Google Docs – NPC Vorlage

6 Gedanken zu „Erste Schritte als DM: NPCs vorbereiten – Teil 1: Organisation am Papier“

  1. Weil ich das gefragt wurde: Für die Spells, die ich hier abgebildet habe, habe ich nicht die Zauber von Andrej verwendet (hierzu hatte ich keinen Screenshot auf dem auch Anmerkungen dabei stehen) sondern einen anderen Screenshot verwendet. Es ging mir nur darum zu zeigen, wie ich die kleinen Anmerkungen unterhalb der Spells organisiert habe.

  2. Den Tipp mit der Klarsichthülle finde ich gut, aber er eignet sich fast nur bei DIN A4 Blättern.

    Ich finde die Anordnung auf Deiner NPC-Vorlage suboptimal und unpraktisch. Wenn ich mir einem Kampf der Spielercharaktere gegen vier NPCs, die genauso wie Andrej ausformulierte NPC-Vorlagen haben, dann brauche ich während des Kampfes entweder so viel Platz, das ich vier DIN A4 Blätter quer nebeneinander legen kann oder ich stecke sie in zwei oder vier Klarsichthüllen und hefte die in einen Ordner, in dem in dann immer wieder blättern muss.

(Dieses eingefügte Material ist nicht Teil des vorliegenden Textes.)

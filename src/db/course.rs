use chrono::{DateTime, NaiveDate, Utc};
use sqlx::{Executor, Sqlite};

use super::DBClient;
use crate::models::{Course, CourseMaterial, CourseWithTeacher, Lesson};

pub struct NewCourse<'a> {
    pub name: &'a str,
    pub description: Option<&'a str>,
    pub level: &'a str,
    pub teacher_id: i64,
    pub start_date: NaiveDate,
    pub end_date: NaiveDate,
    pub schedule: Option<&'a str>,
    pub max_students: i32,
    pub price: Option<f64>,
}

pub struct NewLesson<'a> {
    pub course_id: i64,
    pub title: &'a str,
    pub description: Option<&'a str>,
    pub lesson_date: DateTime<Utc>,
    pub duration: i32,
    pub classroom: Option<&'a str>,
    pub online_link: Option<&'a str>,
}

pub struct NewMaterial<'a> {
    pub course_id: i64,
    pub title: &'a str,
    pub description: Option<&'a str>,
    pub file_path: &'a str,
    pub file_type: &'a str,
    pub is_public: bool,
}

/// Courses and everything hanging off them: lessons and materials.
pub trait CourseExt {
    /// Active courses with the teacher's name, oldest first.
    /// `limit = None` returns all of them.
    async fn get_active_courses(
        &self,
        limit: Option<i64>,
    ) -> Result<Vec<CourseWithTeacher>, sqlx::Error>;

    async fn get_course(&self, course_id: i64) -> Result<Option<Course>, sqlx::Error>;

    async fn get_teacher_courses(
        &self,
        teacher_id: i64,
        active_only: bool,
    ) -> Result<Vec<Course>, sqlx::Error>;

    async fn count_courses(&self, active_only: bool) -> Result<i64, sqlx::Error>;

    #[cfg(test)]
    async fn create_course(&self, course: &NewCourse<'_>) -> Result<Course, sqlx::Error>;

    async fn get_course_lessons(&self, course_id: i64) -> Result<Vec<Lesson>, sqlx::Error>;

    /// Every lesson of every course the student is actively enrolled in.
    async fn get_student_lessons(&self, student_id: i64) -> Result<Vec<Lesson>, sqlx::Error>;

    /// Scheduled lessons of one course at or after `from`, soonest first.
    async fn get_upcoming_lessons(
        &self,
        course_id: i64,
        from: DateTime<Utc>,
        limit: i64,
    ) -> Result<Vec<Lesson>, sqlx::Error>;

    /// Scheduled lessons of the teacher's active courses in `[start, end)`.
    async fn get_teacher_lessons_between(
        &self,
        teacher_id: i64,
        start: DateTime<Utc>,
        end: DateTime<Utc>,
    ) -> Result<Vec<Lesson>, sqlx::Error>;

    async fn create_lesson(&self, lesson: &NewLesson<'_>) -> Result<Lesson, sqlx::Error>;

    async fn get_course_materials(
        &self,
        course_id: i64,
    ) -> Result<Vec<CourseMaterial>, sqlx::Error>;

    /// Public materials of the courses the student is actively enrolled in.
    async fn get_student_materials(
        &self,
        student_id: i64,
    ) -> Result<Vec<CourseMaterial>, sqlx::Error>;

    async fn create_material(
        &self,
        material: &NewMaterial<'_>,
    ) -> Result<CourseMaterial, sqlx::Error>;
}

pub(crate) async fn insert_course<'e, E>(
    executor: E,
    course: &NewCourse<'_>,
) -> Result<Course, sqlx::Error>
where
    E: Executor<'e, Database = Sqlite>,
{
    sqlx::query_as::<_, Course>(
        r#"
        INSERT INTO courses (name, description, level, teacher_id, start_date, end_date, schedule, max_students, price)
        VALUES (?, ?, ?, ?, ?, ?, ?, ?, ?)
        RETURNING id, name, description, level, teacher_id, start_date, end_date, schedule, max_students, price, status
        "#,
    )
    .bind(course.name)
    .bind(course.description)
    .bind(course.level)
    .bind(course.teacher_id)
    .bind(course.start_date)
    .bind(course.end_date)
    .bind(course.schedule)
    .bind(course.max_students)
    .bind(course.price)
    .fetch_one(executor)
    .await
}

pub(crate) async fn insert_lesson<'e, E>(
    executor: E,
    lesson: &NewLesson<'_>,
) -> Result<Lesson, sqlx::Error>
where
    E: Executor<'e, Database = Sqlite>,
{
    sqlx::query_as::<_, Lesson>(
        r#"
        INSERT INTO lessons (course_id, title, description, lesson_date, duration, classroom, online_link)
        VALUES (?, ?, ?, ?, ?, ?, ?)
        RETURNING id, course_id, title, description, lesson_date, duration, classroom, online_link, status
        "#,
    )
    .bind(lesson.course_id)
    .bind(lesson.title)
    .bind(lesson.description)
    .bind(lesson.lesson_date)
    .bind(lesson.duration)
    .bind(lesson.classroom)
    .bind(lesson.online_link)
    .fetch_one(executor)
    .await
}

pub(crate) async fn insert_material<'e, E>(
    executor: E,
    material: &NewMaterial<'_>,
) -> Result<CourseMaterial, sqlx::Error>
where
    E: Executor<'e, Database = Sqlite>,
{
    sqlx::query_as::<_, CourseMaterial>(
        r#"
        INSERT INTO course_materials (course_id, title, description, file_path, file_type, uploaded_at, is_public)
        VALUES (?, ?, ?, ?, ?, ?, ?)
        RETURNING id, course_id, title, description, file_path, file_type, uploaded_at, is_public
        "#,
    )
    .bind(material.course_id)
    .bind(material.title)
    .bind(material.description)
    .bind(material.file_path)
    .bind(material.file_type)
    .bind(Utc::now())
    .bind(material.is_public)
    .fetch_one(executor)
    .await
}

impl CourseExt for DBClient {
    async fn get_active_courses(
        &self,
        limit: Option<i64>,
    ) -> Result<Vec<CourseWithTeacher>, sqlx::Error> {
        sqlx::query_as::<_, CourseWithTeacher>(
            r#"
            SELECT c.id, c.name, c.description, c.level, c.teacher_id, c.start_date, c.end_date,
                   c.schedule, c.max_students, c.price, c.status, t.full_name AS teacher_name
            FROM courses c
            JOIN teacher_profiles t ON t.id = c.teacher_id
            WHERE c.status = 'active'
            ORDER BY c.id
            LIMIT ?
            "#,
        )
        .bind(limit.unwrap_or(-1))
        .fetch_all(&self.pool)
        .await
    }

    async fn get_course(&self, course_id: i64) -> Result<Option<Course>, sqlx::Error> {
        sqlx::query_as::<_, Course>(
            r#"
            SELECT id, name, description, level, teacher_id, start_date, end_date, schedule, max_students, price, status
            FROM courses WHERE id = ?
            "#,
        )
        .bind(course_id)
        .fetch_optional(&self.pool)
        .await
    }

    async fn get_teacher_courses(
        &self,
        teacher_id: i64,
        active_only: bool,
    ) -> Result<Vec<Course>, sqlx::Error> {
        sqlx::query_as::<_, Course>(
            r#"
            SELECT id, name, description, level, teacher_id, start_date, end_date, schedule, max_students, price, status
            FROM courses
            WHERE teacher_id = ? AND (? = 0 OR status = 'active')
            ORDER BY id
            "#,
        )
        .bind(teacher_id)
        .bind(active_only)
        .fetch_all(&self.pool)
        .await
    }

    async fn count_courses(&self, active_only: bool) -> Result<i64, sqlx::Error> {
        sqlx::query_scalar(r#"SELECT COUNT(*) FROM courses WHERE (? = 0 OR status = 'active')"#)
            .bind(active_only)
            .fetch_one(&self.pool)
            .await
    }

    #[cfg(test)]
    async fn create_course(&self, course: &NewCourse<'_>) -> Result<Course, sqlx::Error> {
        insert_course(&self.pool, course).await
    }

    async fn get_course_lessons(&self, course_id: i64) -> Result<Vec<Lesson>, sqlx::Error> {
        sqlx::query_as::<_, Lesson>(
            r#"
            SELECT id, course_id, title, description, lesson_date, duration, classroom, online_link, status
            FROM lessons WHERE course_id = ?
            ORDER BY lesson_date, id
            "#,
        )
        .bind(course_id)
        .fetch_all(&self.pool)
        .await
    }

    async fn get_student_lessons(&self, student_id: i64) -> Result<Vec<Lesson>, sqlx::Error> {
        sqlx::query_as::<_, Lesson>(
            r#"
            SELECT l.id, l.course_id, l.title, l.description, l.lesson_date, l.duration,
                   l.classroom, l.online_link, l.status
            FROM lessons l
            JOIN course_enrollments e ON e.course_id = l.course_id
            WHERE e.student_id = ? AND e.status = 'active'
            ORDER BY l.lesson_date, l.id
            "#,
        )
        .bind(student_id)
        .fetch_all(&self.pool)
        .await
    }

    async fn get_upcoming_lessons(
        &self,
        course_id: i64,
        from: DateTime<Utc>,
        limit: i64,
    ) -> Result<Vec<Lesson>, sqlx::Error> {
        sqlx::query_as::<_, Lesson>(
            r#"
            SELECT id, course_id, title, description, lesson_date, duration, classroom, online_link, status
            FROM lessons
            WHERE course_id = ? AND lesson_date >= ? AND status = 'scheduled'
            ORDER BY lesson_date, id
            LIMIT ?
            "#,
        )
        .bind(course_id)
        .bind(from)
        .bind(limit)
        .fetch_all(&self.pool)
        .await
    }

    async fn get_teacher_lessons_between(
        &self,
        teacher_id: i64,
        start: DateTime<Utc>,
        end: DateTime<Utc>,
    ) -> Result<Vec<Lesson>, sqlx::Error> {
        sqlx::query_as::<_, Lesson>(
            r#"
            SELECT l.id, l.course_id, l.title, l.description, l.lesson_date, l.duration,
                   l.classroom, l.online_link, l.status
            FROM lessons l
            JOIN courses c ON c.id = l.course_id
            WHERE c.teacher_id = ? AND c.status = 'active'
              AND l.status = 'scheduled'
              AND l.lesson_date >= ? AND l.lesson_date < ?
            ORDER BY l.lesson_date, l.id
            "#,
        )
        .bind(teacher_id)
        .bind(start)
        .bind(end)
        .fetch_all(&self.pool)
        .await
    }

    async fn create_lesson(&self, lesson: &NewLesson<'_>) -> Result<Lesson, sqlx::Error> {
        insert_lesson(&self.pool, lesson).await
    }

    async fn get_course_materials(
        &self,
        course_id: i64,
    ) -> Result<Vec<CourseMaterial>, sqlx::Error> {
        sqlx::query_as::<_, CourseMaterial>(
            r#"
            SELECT id, course_id, title, description, file_path, file_type, uploaded_at, is_public
            FROM course_materials WHERE course_id = ?
            ORDER BY uploaded_at DESC, id DESC
            "#,
        )
        .bind(course_id)
        .fetch_all(&self.pool)
        .await
    }

    async fn get_student_materials(
        &self,
        student_id: i64,
    ) -> Result<Vec<CourseMaterial>, sqlx::Error> {
        sqlx::query_as::<_, CourseMaterial>(
            r#"
            SELECT m.id, m.course_id, m.title, m.description, m.file_path, m.file_type,
                   m.uploaded_at, m.is_public
            FROM course_materials m
            JOIN course_enrollments e ON e.course_id = m.course_id
            WHERE e.student_id = ? AND e.status = 'active' AND m.is_public = 1
            ORDER BY m.course_id, m.id
            "#,
        )
        .bind(student_id)
        .fetch_all(&self.pool)
        .await
    }

    async fn create_material(
        &self,
        material: &NewMaterial<'_>,
    ) -> Result<CourseMaterial, sqlx::Error> {
        insert_material(&self.pool, material).await
    }
}

#[cfg(test)]
mod tests {
    use super::*;
    use crate::db::EnrollmentExt;
    use crate::test_utils::{new_course, student, teacher};
    use chrono::{Duration, TimeZone};

    #[tokio::test]
    async fn active_courses_respect_limit_and_status() {
        let db = DBClient::in_memory().await;
        let (_, teacher) = teacher(&db, "wang").await;
        for _ in 0..4 {
            db.create_course(&new_course(teacher.id)).await.unwrap();
        }
        sqlx::query("UPDATE courses SET status = 'archived' WHERE id = 1")
            .execute(&db.pool)
            .await
            .unwrap();

        assert_eq!(db.get_active_courses(None).await.unwrap().len(), 3);
        let limited = db.get_active_courses(Some(2)).await.unwrap();
        assert_eq!(limited.len(), 2);
        assert_eq!(limited[0].teacher_name, teacher.full_name);
        assert_eq!(db.count_courses(false).await.unwrap(), 4);
        assert_eq!(db.count_courses(true).await.unwrap(), 3);
        assert_eq!(db.get_teacher_courses(teacher.id, true).await.unwrap().len(), 3);
        assert_eq!(db.get_teacher_courses(teacher.id, false).await.unwrap().len(), 4);
    }

    #[tokio::test]
    async fn lessons_are_filtered_by_window() {
        let db = DBClient::in_memory().await;
        let (_, teacher) = teacher(&db, "li").await;
        let course = db.create_course(&new_course(teacher.id)).await.unwrap();
        let base = Utc.with_ymd_and_hms(2025, 3, 4, 9, 0, 0).unwrap();

        for offset in [0, 1, 2] {
            db.create_lesson(&NewLesson {
                course_id: course.id,
                title: "Lesson",
                description: None,
                lesson_date: base + Duration::days(offset),
                duration: 90,
                classroom: Some("B2"),
                online_link: None,
            })
            .await
            .unwrap();
        }

        let upcoming = db
            .get_upcoming_lessons(course.id, base + Duration::hours(1), 5)
            .await
            .unwrap();
        assert_eq!(upcoming.len(), 2);
        assert!(upcoming[0].lesson_date < upcoming[1].lesson_date);

        let day = db
            .get_teacher_lessons_between(teacher.id, base, base + Duration::days(1))
            .await
            .unwrap();
        assert_eq!(day.len(), 1);
        assert_eq!(day[0].lesson_date, base);
        assert_eq!(db.get_course_lessons(course.id).await.unwrap().len(), 3);
    }

    #[tokio::test]
    async fn students_only_see_public_materials_of_their_courses() {
        let db = DBClient::in_memory().await;
        let (_, teacher) = teacher(&db, "zhao").await;
        let mine = db.create_course(&new_course(teacher.id)).await.unwrap();
        let other = db.create_course(&new_course(teacher.id)).await.unwrap();

        for (course_id, is_public) in [(mine.id, true), (mine.id, false), (other.id, true)] {
            db.create_material(&NewMaterial {
                course_id,
                title: "Handout",
                description: None,
                file_path: "/static/uploads/materials/a.pdf",
                file_type: "pdf",
                is_public,
            })
            .await
            .unwrap();
        }

        let (_, student) = student(&db, "lan").await;
        db.enroll_student(student.id, mine.id).await.unwrap();

        let materials = db.get_student_materials(student.id).await.unwrap();
        assert_eq!(materials.len(), 1);
        assert!(materials[0].is_public);
        assert_eq!(materials[0].course_id, mine.id);
        assert_eq!(db.get_course_materials(mine.id).await.unwrap().len(), 2);
    }
}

    Ich würde bei einer NPC-Vorlage eine Trennung zwischen den Dingen, die man im Kampf braucht und den Dingen, die man nicht im Kampf braucht, vornehmen. Auf der linken Seite würden dann nur der Stat-Block und die Zauber stehen und auf der rechten Seite dann alle Hintergrundsinfos oder Dinge, die man zur Beschreibung braucht. Bei Deiner Vorlage würde die Bilder, die Anmerkung zur Stimme, der Story-Hook, die Tabelle mit Ambitionen, Wünsche, etc. auf die rechte Seite wandern. Ohne die Bilder ließe sich der Stat-Block auch stauchen und würde weniger Platz wegnehmen.

    Was ich noch vermisse ist eine Beschreibung des NPCs. Wie sieht er aus? Was für Kleidung trägt er? Welche Waffen und Rüstungen sind offensichtlich? Besonders auffallende Attribute, ob besonders über- oder unterdurchschnittlich, gehören auch verbal in die Beschreibung des Charakter. In Andrejs Fall schwächlich und intelligent (z.B. in seinen Augen blitzt besondere Intelligenz hervor).

    Außerdem fehlt noch ein Feld für Equipment, denn Andrej wird wohl mehr als nur seinen Dolch und die Kleidung dabei haben.

    Die Trennung von Kampfwerten und Hintergrundsinfo hat auch den Vorteil, dass Du im obigen Kampf mit vier solchen NPCs nun die Blätter so übereinander legen kannst, dass jeweils der rechte Teil der Seite sichtbar ist. So übereinander gelegt brauchen die vier NPCs nur den Platz von zwei DIN A4 Seiten quer.

    Mir sind NPC Angaben, die ein ganzes DIN A4 Blatt füllen, zu groß. Ich kenne GMs, die schreiben die Stat-Blocks auf die Vorderseite einer Karteikarte und alle zusätzlichen Infos auf die Rückseite. Hps ändern, Zauber abstreichen, etc. machen sie auf einem anderen Blatt oder Schmierzettel, da sie die Karteikarten immer wieder verwenden wollen.

  3. Ich hatte vorgestern einen Kampf Gruppe gegen 6 Vampire Spawns, plus zusätzlich 6 NPCs, die an der Seite der Gruppe gekämpft haben. Bis auf eine Liste für die Initiative habe ich keine zusätzlichen Zettel benötigt und es nicht übermässig schlimm empfunden, dass die Zettel A4 sind.

    Obowhl, ich gestehen muss, meine Initiativliste hätte durchaus kompakt auch Stats und Attacken vertragen.

  4. Wenn ich das Foto mir Dir hinter Deinem Spielleiterschirm betrachte, merke ich, dass Du deutlich mehr Platz hinter dem Spielleiterschirm hast als ich. Bei mir muss alles auf zwei DIN A4 Blätter hochkant passen, von denen eins auch als Schmierzettel für Notizen, Initiative, etc. herhalten muss.

    1. Ja ich habe fast einen ganzen Tisch nur für mich. Und er reicht immer noch nicht… neben meinem Tisch liegen noch Kisten mit den Miniaturen und anderen Props, die ich eventuell benötige. Mein Hauptwerkzeuge sind meine Spiele-Mappe (A4 Ring-Mappe) und mein Laptop, sowie mein Würfelbrett. Würde ich auf weniger Raum arbeiten müssen, würde ich mich wahrscheinlich auf den Laptop beschränken und das Würfelbrett neben mit auf einen Sessel legen.